* **What is required**:
Repeat the data below word for word.

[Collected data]

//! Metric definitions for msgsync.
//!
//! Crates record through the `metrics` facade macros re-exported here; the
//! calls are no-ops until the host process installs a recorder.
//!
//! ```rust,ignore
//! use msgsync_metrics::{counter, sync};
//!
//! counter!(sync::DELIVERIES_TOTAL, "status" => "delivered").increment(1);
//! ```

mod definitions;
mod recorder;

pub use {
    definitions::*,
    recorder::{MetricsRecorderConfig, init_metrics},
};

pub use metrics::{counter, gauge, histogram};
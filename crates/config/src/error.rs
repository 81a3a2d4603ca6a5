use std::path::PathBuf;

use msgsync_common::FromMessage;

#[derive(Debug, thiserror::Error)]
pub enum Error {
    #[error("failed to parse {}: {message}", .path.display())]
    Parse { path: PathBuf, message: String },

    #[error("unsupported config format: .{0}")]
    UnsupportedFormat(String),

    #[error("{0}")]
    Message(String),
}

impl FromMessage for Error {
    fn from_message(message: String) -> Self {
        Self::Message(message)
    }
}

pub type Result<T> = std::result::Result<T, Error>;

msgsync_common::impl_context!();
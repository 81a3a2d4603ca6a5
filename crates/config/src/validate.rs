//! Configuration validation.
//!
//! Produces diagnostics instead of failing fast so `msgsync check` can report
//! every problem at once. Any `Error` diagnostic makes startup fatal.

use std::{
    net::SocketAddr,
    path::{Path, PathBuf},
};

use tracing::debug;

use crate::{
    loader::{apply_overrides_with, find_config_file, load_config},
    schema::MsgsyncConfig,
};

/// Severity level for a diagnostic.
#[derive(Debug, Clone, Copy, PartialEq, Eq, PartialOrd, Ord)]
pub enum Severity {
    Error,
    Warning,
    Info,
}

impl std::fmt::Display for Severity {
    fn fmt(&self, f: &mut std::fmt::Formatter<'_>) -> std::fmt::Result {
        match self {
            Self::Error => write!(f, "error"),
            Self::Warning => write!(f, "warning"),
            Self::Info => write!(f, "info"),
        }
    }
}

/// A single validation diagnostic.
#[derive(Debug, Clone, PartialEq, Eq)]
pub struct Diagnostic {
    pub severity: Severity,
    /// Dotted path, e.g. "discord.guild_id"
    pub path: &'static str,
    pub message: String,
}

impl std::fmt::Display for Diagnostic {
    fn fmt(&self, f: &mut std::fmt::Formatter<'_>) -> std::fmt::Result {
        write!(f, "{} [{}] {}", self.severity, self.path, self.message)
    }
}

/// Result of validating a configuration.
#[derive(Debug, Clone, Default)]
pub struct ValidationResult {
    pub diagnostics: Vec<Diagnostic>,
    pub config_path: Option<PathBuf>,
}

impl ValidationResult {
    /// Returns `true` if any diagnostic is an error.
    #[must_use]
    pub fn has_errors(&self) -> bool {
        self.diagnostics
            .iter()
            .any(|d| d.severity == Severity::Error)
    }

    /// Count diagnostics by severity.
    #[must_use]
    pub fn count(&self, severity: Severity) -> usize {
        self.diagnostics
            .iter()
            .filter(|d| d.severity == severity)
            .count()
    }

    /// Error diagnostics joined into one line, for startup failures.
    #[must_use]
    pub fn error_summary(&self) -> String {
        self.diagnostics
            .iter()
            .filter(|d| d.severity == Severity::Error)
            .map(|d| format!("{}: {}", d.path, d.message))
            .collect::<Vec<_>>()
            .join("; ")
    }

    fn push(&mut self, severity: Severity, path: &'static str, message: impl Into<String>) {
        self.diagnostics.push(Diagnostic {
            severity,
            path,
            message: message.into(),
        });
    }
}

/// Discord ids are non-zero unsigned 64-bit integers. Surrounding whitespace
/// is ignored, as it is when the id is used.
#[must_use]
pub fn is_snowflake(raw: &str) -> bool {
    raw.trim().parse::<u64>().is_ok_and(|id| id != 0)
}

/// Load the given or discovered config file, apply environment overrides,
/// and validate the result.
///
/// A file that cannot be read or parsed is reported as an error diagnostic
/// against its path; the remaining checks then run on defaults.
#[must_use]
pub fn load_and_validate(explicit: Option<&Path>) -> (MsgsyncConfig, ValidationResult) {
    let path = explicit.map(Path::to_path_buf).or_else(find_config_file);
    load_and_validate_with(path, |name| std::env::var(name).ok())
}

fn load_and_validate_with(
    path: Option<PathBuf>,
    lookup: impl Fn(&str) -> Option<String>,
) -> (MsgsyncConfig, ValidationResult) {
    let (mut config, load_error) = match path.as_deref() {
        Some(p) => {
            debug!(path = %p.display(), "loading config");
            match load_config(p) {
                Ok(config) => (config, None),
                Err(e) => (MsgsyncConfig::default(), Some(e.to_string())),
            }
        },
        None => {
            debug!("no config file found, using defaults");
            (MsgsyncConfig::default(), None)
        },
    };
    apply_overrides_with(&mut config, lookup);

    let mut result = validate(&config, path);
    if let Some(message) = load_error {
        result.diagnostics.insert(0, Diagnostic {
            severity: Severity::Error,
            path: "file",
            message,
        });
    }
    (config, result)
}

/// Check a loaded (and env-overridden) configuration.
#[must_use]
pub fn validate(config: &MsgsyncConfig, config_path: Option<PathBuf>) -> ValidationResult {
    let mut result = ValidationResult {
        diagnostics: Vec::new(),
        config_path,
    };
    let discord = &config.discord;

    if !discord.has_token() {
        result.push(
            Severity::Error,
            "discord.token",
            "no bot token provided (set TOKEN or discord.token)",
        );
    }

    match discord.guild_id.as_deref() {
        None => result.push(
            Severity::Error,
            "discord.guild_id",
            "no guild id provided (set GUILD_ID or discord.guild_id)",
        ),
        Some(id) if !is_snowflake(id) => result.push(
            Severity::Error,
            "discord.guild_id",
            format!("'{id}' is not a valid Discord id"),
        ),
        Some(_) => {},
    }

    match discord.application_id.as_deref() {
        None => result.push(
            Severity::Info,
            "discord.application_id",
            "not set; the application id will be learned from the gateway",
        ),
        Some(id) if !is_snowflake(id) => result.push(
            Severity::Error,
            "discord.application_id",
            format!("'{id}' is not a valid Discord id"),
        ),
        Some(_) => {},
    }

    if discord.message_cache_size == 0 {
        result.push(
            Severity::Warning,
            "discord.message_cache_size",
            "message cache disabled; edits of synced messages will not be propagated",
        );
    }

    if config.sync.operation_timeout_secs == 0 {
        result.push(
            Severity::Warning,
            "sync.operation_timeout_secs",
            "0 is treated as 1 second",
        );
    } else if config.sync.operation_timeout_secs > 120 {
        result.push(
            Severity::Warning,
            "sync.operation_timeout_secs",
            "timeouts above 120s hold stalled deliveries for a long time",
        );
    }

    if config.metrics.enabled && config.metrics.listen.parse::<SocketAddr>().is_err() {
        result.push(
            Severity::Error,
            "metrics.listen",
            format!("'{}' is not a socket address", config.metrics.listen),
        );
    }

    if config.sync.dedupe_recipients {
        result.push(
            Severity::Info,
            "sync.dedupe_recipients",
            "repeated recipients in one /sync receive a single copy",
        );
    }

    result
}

* **Expected output**:
//! Metric definitions for msgsync.
//!
//! Crates record through the `metrics` facade macros re-exported here; the
//! calls are no-ops until the host process installs a recorder.
//!
//! ```rust,ignore
//! use msgsync_metrics::{counter, sync};
//!
//! counter!(sync::DELIVERIES_TOTAL, "status" => "delivered").increment(1);
//! ```

mod definitions;
mod recorder;

pub use {
    definitions::*,
    recorder::{MetricsRecorderConfig, init_metrics},
};

pub use metrics::{counter, gauge, histogram};
filename crates/config/src/error.rs
repository 81a3a2d4603ca6a5
use std::path::PathBuf;

use msgsync_common::FromMessage;

#[derive(Debug, thiserror::Error)]
pub enum Error {
    #[error("failed to parse {}: {message}", .path.display())]
    Parse { path: PathBuf, message: String },

    #[error("unsupported config format: .{0}")]
    UnsupportedFormat(String),

    #[error("{0}")]
    Message(String),
}

impl FromMessage for Error {
    fn from_message(message: String) -> Self {
        Self::Message(message)
    }
}

pub type Result<T> = std::result::Result<T, Error>;

msgsync_common::impl_context!();
repository 81a3a2d4603ca6a5
filename crates/config/src/validate.rs
//! Configuration validation.
//!
//! Produces diagnostics instead of failing fast so `msgsync check` can report
//! every problem at once. Any `Error` diagnostic makes startup fatal.

use std::{
    net::SocketAddr,
    path::{Path, PathBuf},
};

use tracing::debug;

use crate::{
    loader::{apply_overrides_with, find_config_file, load_config},
    schema::MsgsyncConfig,
};

/// Severity level for a diagnostic.
#[derive(Debug, Clone, Copy, PartialEq, Eq, PartialOrd, Ord)]
pub enum Severity {
    Error,
    Warning,
    Info,
}

impl std::fmt::Display for Severity {
    fn fmt(&self, f: &mut std::fmt::Formatter<'_>) -> std::fmt::Result {
        match self {
            Self::Error => write!(f, "error"),
            Self::Warning => write!(f, "warning"),
            Self::Info => write!(f, "info"),
        }
    }
}

/// A single validation diagnostic.
#[derive(Debug, Clone, PartialEq, Eq)]
pub struct Diagnostic {
    pub severity: Severity,
    /// Dotted path, e.g. "discord.guild_id"
    pub path: &'static str,
    pub message: String,
}

impl std::fmt::Display for Diagnostic {
    fn fmt(&self, f: &mut std::fmt::Formatter<'_>) -> std::fmt::Result {
        write!(f, "{} [{}] {}", self.severity, self.path, self.message)
    }
}

/// Result of validating a configuration.
#[derive(Debug, Clone, Default)]
pub struct ValidationResult {
    pub diagnostics: Vec<Diagnostic>,
    pub config_path: Option<PathBuf>,
}

impl ValidationResult {
    /// Returns `true` if any diagnostic is an error.
    #[must_use]
    pub fn has_errors(&self) -> bool {
        self.diagnostics
            .iter()
            .any(|d| d.severity == Severity::Error)
    }

    /// Count diagnostics by severity.
    #[must_use]
    pub fn count(&self, severity: Severity) -> usize {
        self.diagnostics
            .iter()
            .filter(|d| d.severity == severity)
            .count()
    }

    /// Error diagnostics joined into one line, for startup failures.
    #[must_use]
    pub fn error_summary(&self) -> String {
        self.diagnostics
            .iter()
            .filter(|d| d.severity == Severity::Error)
            .map(|d| format!("{}: {}", d.path, d.message))
            .collect::<Vec<_>>()
            .join("; ")
    }

    fn push(&mut self, severity: Severity, path: &'static str, message: impl Into<String>) {
        self.diagnostics.push(Diagnostic {
            severity,
            path,
            message: message.into(),
        });
    }
}

/// Discord ids are non-zero unsigned 64-bit integers. Surrounding whitespace
/// is ignored, as it is when the id is used.
#[must_use]
pub fn is_snowflake(raw: &str) -> bool {
    raw.trim().parse::<u64>().is_ok_and(|id| id != 0)
}

/// Load the given or discovered config file, apply environment overrides,
/// and validate the result.
///
/// A file that cannot be read or parsed is reported as an error diagnostic
/// against its path; the remaining checks then run on defaults.
#[must_use]
pub fn load_and_validate(explicit: Option<&Path>) -> (MsgsyncConfig, ValidationResult) {
    let path = explicit.map(Path::to_path_buf).or_else(find_config_file);
    load_and_validate_with(path, |name| std::env::var(name).ok())
}

fn load_and_validate_with(
    path: Option<PathBuf>,
    lookup: impl Fn(&str) -> Option<String>,
) -> (MsgsyncConfig, ValidationResult) {
    let (mut config, load_error) = match path.as_deref() {
        Some(p) => {
            debug!(path = %p.display(), "loading config");
            match load_config(p) {
                Ok(config) => (config, None),
                Err(e) => (MsgsyncConfig::default(), Some(e.to_string())),
            }
        },
        None => {
            debug!("no config file found, using defaults");
            (MsgsyncConfig::default(), None)
        },
    };
    apply_overrides_with(&mut config, lookup);

    let mut result = validate(&config, path);
    if let Some(message) = load_error {
        result.diagnostics.insert(0, Diagnostic {
            severity: Severity::Error,
            path: "file",
            message,
        });
    }
    (config, result)
}

/// Check a loaded (and env-overridden) configuration.
#[must_use]
pub fn validate(config: &MsgsyncConfig, config_path: Option<PathBuf>) -> ValidationResult {
    let mut result = ValidationResult {
        diagnostics: Vec::new(),
        config_path,
    };
    let discord = &config.discord;

    if !discord.has_token() {
        result.push(
            Severity::Error,
            "discord.token",
            "no bot token provided (set TOKEN or discord.token)",
        );
    }

    match discord.guild_id.as_deref() {
        None => result.push(
            Severity::Error,
            "discord.guild_id",
            "no guild id provided (set GUILD_ID or discord.guild_id)",
        ),
        Some(id) if !is_snowflake(id) => result.push(
            Severity::Error,
            "discord.guild_id",
            format!("'{id}' is not a valid Discord id"),
        ),
        Some(_) => {},
    }

    match discord.application_id.as_deref() {
        None => result.push(
            Severity::Info,
            "discord.application_id",
            "not set; the application id will be learned from the gateway",
        ),
        Some(id) if !is_snowflake(id) => result.push(
            Severity::Error,
            "discord.application_id",
            format!("'{id}' is not a valid Discord id"),
        ),
        Some(_) => {},
    }

    if discord.message_cache_size == 0 {
        result.push(
            Severity::Warning,
            "discord.message_cache_size",
            "message cache disabled; edits of synced messages will not be propagated",
        );
    }

    if config.sync.operation_timeout_secs == 0 {
        result.push(
            Severity::Warning,
            "sync.operation_timeout_secs",
            "0 is treated as 1 second",
        );
    } else if config.sync.operation_timeout_secs > 120 {
        result.push(
            Severity::Warning,
            "sync.operation_timeout_secs",
            "timeouts above 120s hold stalled deliveries for a long time",
        );
    }

    if config.metrics.enabled && config.metrics.listen.parse::<SocketAddr>().is_err() {
        result.push(
            Severity::Error,
            "metrics.listen",
            format!("'{}' is not a socket address", config.metrics.listen),
        );
    }

    if config.sync.dedupe_recipients {
        result.push(
            Severity::Info,
            "sync.dedupe_recipients",
            "repeated recipients in one /sync receive a single copy",
        );
    }

    result
}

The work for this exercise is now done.